Using MPI-2

Last month's "Extreme Linux" introduced MPI-2, the latest Message Passing Interface (MPI) standard. MPI has become the preferred programming interface for data exchange -- called message passing -- for parallel, scientific programs. MPI has evolved since the MPI-1.0 standard was released in May 1994. The MPI-1.1 standard, produced in 1995, was a significant advance, and the MPI-2 standard clarifies and corrects the MPI-1.1 standard while preserving forward compatibility with MPI-1.1. A valid MPI-1.1 program is a valid MPI-2 program.
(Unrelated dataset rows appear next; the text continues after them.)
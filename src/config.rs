use std::fs;
use std::path::PathBuf;

use dirs_next as dirs;
use serde::Deserialize;

use crate::error::AppError;

/// Scanner program used when nothing else is configured.
pub const DEFAULT_TOOL: &str = "veritensor";

/// Environment variable pointing at an explicit configuration file.
pub const CONFIG_ENV: &str = "VERITENSOR_ACTION_CONFIG";

#[derive(Debug, Clone, Deserialize, Default)]
pub struct Config {
    #[serde(default)]
    pub tool: Option<String>,
}

impl Config {
    pub fn load() -> Result<Self, AppError> {
        let Some(path) = config_file_path() else {
            tracing::debug!("no configuration directory, using defaults");
            return Ok(Config::default());
        };
        if path.exists() {
            let contents = fs::read_to_string(&path).map_err(|err| {
                AppError::config(format!("cannot read {}: {err}", path.display()))
            })?;
            let config: Config = toml::from_str(&contents)?;
            tracing::debug!(path = %path.display(), "loaded configuration");
            Ok(config)
        } else if std::env::var_os(CONFIG_ENV).is_some() {
            Err(AppError::config(format!("{CONFIG_ENV} points at missing file {}", path.display())))
        } else {
            Ok(Config::default())
        }
    }

    /// Pick the scanner program: explicit override, then the file, then the
    /// built-in default.
    pub fn resolve_tool(&self, explicit: Option<&str>) -> Result<String, AppError> {
        let tool = explicit.or(self.tool.as_deref()).unwrap_or(DEFAULT_TOOL);
        if tool.trim().is_empty() {
            return Err(AppError::config("scanner program must not be empty"));
        }
        Ok(tool.to_string())
    }
}

pub fn config_file_path() -> Option<PathBuf> {
    if let Some(explicit) = std::env::var_os(CONFIG_ENV) {
        return Some(PathBuf::from(explicit));
    }
    let config_root =
        std::env::var_os("XDG_CONFIG_HOME").map(PathBuf::from).or_else(dirs::config_dir)?;
    Some(config_root.join("veritensor-action").join("config.toml"))
}
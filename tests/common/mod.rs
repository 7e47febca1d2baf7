#![allow(dead_code)]

use std::fs;
use std::os::unix::fs::PermissionsExt;
use std::path::{Path, PathBuf};

use assert_cmd::Command;
use assert_fs::prelude::*;

const FAKE_SCANNER: &str = r#"#!/bin/sh
: > "$FAKE_SCANNER_LOG"
for arg in "$@"; do
    printf '%s\n' "$arg" >> "$FAKE_SCANNER_LOG"
done
exit "${FAKE_SCANNER_EXIT:-0}"
"#;

const INHERITED_VARS: [&str; 8] = [
    "INPUT_PATH",
    "INPUT_REPO",
    "INPUT_IMAGE",
    "INPUT_FORCE",
    "INPUT_FORMAT",
    "VERITENSOR_ACTION_TOOL",
    "VERITENSOR_ACTION_CONFIG",
    "VERITENSOR_ACTION_LOG",
];

/// A temp workspace holding a fake scanner that records its argv.
pub struct Sandbox {
    pub temp: assert_fs::TempDir,
    pub scanner: PathBuf,
    pub log: PathBuf,
}

impl Sandbox {
    pub fn new() -> Self {
        let temp = assert_fs::TempDir::new().unwrap();
        let script = temp.child("bin/fake-scanner");
        script.write_str(FAKE_SCANNER).unwrap();
        fs::set_permissions(script.path(), fs::Permissions::from_mode(0o755)).unwrap();
        let log = temp.child("argv.log").path().to_path_buf();
        Self { scanner: script.path().to_path_buf(), log, temp }
    }

    /// The binary under test, isolated from the caller's environment.
    pub fn bare_command(&self) -> Command {
        let mut cmd = Command::cargo_bin("veritensor-action").expect("binary exists");
        for var in INHERITED_VARS {
            cmd.env_remove(var);
        }
        cmd.current_dir(self.temp.path())
            .env("XDG_CONFIG_HOME", self.temp.child("config").path())
            .env("FAKE_SCANNER_LOG", &self.log);
        cmd
    }

    /// Same as [`Sandbox::bare_command`], pointed at the fake scanner.
    pub fn command(&self) -> Command {
        let mut cmd = self.bare_command();
        cmd.arg("--tool").arg(&self.scanner);
        cmd
    }

    /// Arguments the fake scanner received, one entry per argv slot.
    pub fn recorded_args(&self) -> Vec<String> {
        fs::read_to_string(&self.log).unwrap().lines().map(str::to_string).collect()
    }

    pub fn scanner_ran(&self) -> bool {
        self.log.exists()
    }

    pub fn path(&self) -> &Path {
        self.temp.path()
    }
}
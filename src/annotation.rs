//! Severity-classified diagnostic lines for the CI host.
//!
//! Annotations are rendered as workflow commands (`::notice::...`,
//! `::warning::...`) which the host picks up from the job log and surfaces
//! next to the run.

use std::fmt;

#[derive(Debug, Clone, Copy, PartialEq, Eq)]
pub enum Severity {
    Notice,
    Warning,
}

impl Severity {
    pub fn as_str(&self) -> &'static str {
        match self {
            Severity::Notice => "notice",
            Severity::Warning => "warning",
        }
    }
}

impl fmt::Display for Severity {
    fn fmt(&self, f: &mut fmt::Formatter<'_>) -> fmt::Result {
        write!(f, "{}", self.as_str())
    }
}

#[derive(Debug, Clone, PartialEq, Eq)]
pub struct Annotation {
    pub severity: Severity,
    pub message: String,
}

impl Annotation {
    pub fn notice(message: impl Into<String>) -> Self {
        Self { severity: Severity::Notice, message: message.into() }
    }

    pub fn warning(message: impl Into<String>) -> Self {
        Self { severity: Severity::Warning, message: message.into() }
    }

    /// Render as a single workflow-command line.
    pub fn render(&self) -> String {
        format!("::{}::{}", self.severity, escape_data(&self.message))
    }
}

impl fmt::Display for Annotation {
    fn fmt(&self, f: &mut fmt::Formatter<'_>) -> fmt::Result {
        f.write_str(&self.render())
    }
}

// One annotation is exactly one log line.
fn escape_data(value: &str) -> String {
    value.replace('%', "%25").replace('\r', "%0D").replace('\n', "%0A")
}
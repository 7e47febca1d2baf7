use std::io;

use thiserror::Error;

/// Application-wide error type for the veritensor action.
#[derive(Debug, Error)]
pub enum AppError {
    #[error("I/O error: {0}")]
    Io(#[from] io::Error),

    #[error("Configuration error: {0}")]
    Config(String),

    #[error("Failed to parse configuration: {0}")]
    ConfigParse(#[from] toml::de::Error),

    #[error("Missing required input 'path': the scan target must not be empty")]
    MissingPath,

    #[error("Scanner '{0}' not found; is it installed and on PATH?")]
    ToolNotFound(String),

    #[error("Scanner '{0}' is not executable")]
    ToolNotExecutable(String),

    #[error("Failed to launch '{program}': {source}")]
    Launch {
        program: String,
        #[source]
        source: io::Error,
    },
}

impl AppError {
    pub fn config<S: Into<String>>(msg: S) -> Self {
        AppError::Config(msg.into())
    }

    /// Classify a spawn failure for `program`.
    pub fn launch(program: &str, source: io::Error) -> Self {
        match source.kind() {
            io::ErrorKind::NotFound => AppError::ToolNotFound(program.to_string()),
            io::ErrorKind::PermissionDenied => AppError::ToolNotExecutable(program.to_string()),
            _ => AppError::Launch { program: program.to_string(), source },
        }
    }

    /// Process exit status for an error raised before or while launching the
    /// scanner. Codes 126 and 127 follow the shell convention for a command
    /// that cannot run or cannot be found.
    pub fn exit_code(&self) -> i32 {
        match self {
            AppError::MissingPath | AppError::Config(_) | AppError::ConfigParse(_) => 2,
            AppError::ToolNotFound(_) => 127,
            AppError::ToolNotExecutable(_) => 126,
            AppError::Launch { .. } | AppError::Io(_) => 1,
        }
    }
}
Last month’s “Extreme Linux” introduced MPI-2, the latest Message Passing Interface (MPI) standard. MPI has become the preferred programming interface for data exchange — called message passing — for parallel, scientific programs. MPI has evolved since the MPI-1.0 standard was released in May 1994. The MPI-1.1 standard, produced in 1995, was a significant advance, and the MPI-2 standard clarifies and corrects the MPI-1.1 standard while preserving forward compatibility with MPI-1.1. A valid MPI-1.1 program is a valid MPI-2 program.

Both MPICH (http://www-unix.mcs.anl.gov/mpi/mpich2) and LAM/MPI (http://www.lam-mpi.org), the two most popular MPI implementations for Linux clusters, comply fully with the MPI-1.2 standard, which is described in the MPI-2 standard document. Additionally, LAM/MPI and a new version of MPICH called MPICH2, available in beta, already support subsets of the features new to MPI-2. Installation and testing instructions for both of these implementations and a short MPI-2 program demonstrating one-sided communication were included in last month’s column. This month, let’s discuss some of the new MPI-2 features and test them with some sample code.

The most important MPI-2 features include process creation and management; one-sided communications; collective operations on intercommunicators; external interfaces to error handlers, data types, and requests; parallel input/output (I/O) (MPI-IO); bindings for C, C++, Fortran 77, and Fortran 90; and a variety of miscellaneous new routines and data types. Both LAM/MPI and MPICH2 provide MPI I/O support using a package called ROMIO, offer the new portable mpiexec command line startup mechanism, provide dynamic process management, offer C++ bindings, and implement basic one-sided communication.

Process Management

MPI-1 applications are static, because the number of processes is specified at startup and cannot change as the application runs. Due to user demand, the MPI-2 specification allows for process creation and management after an MPI application has started. Parallel Virtual Machine (PVM) has offered such capabilities for years, and experiences with PVM (both good and bad) helped provide a context for the MPI-2 process model development.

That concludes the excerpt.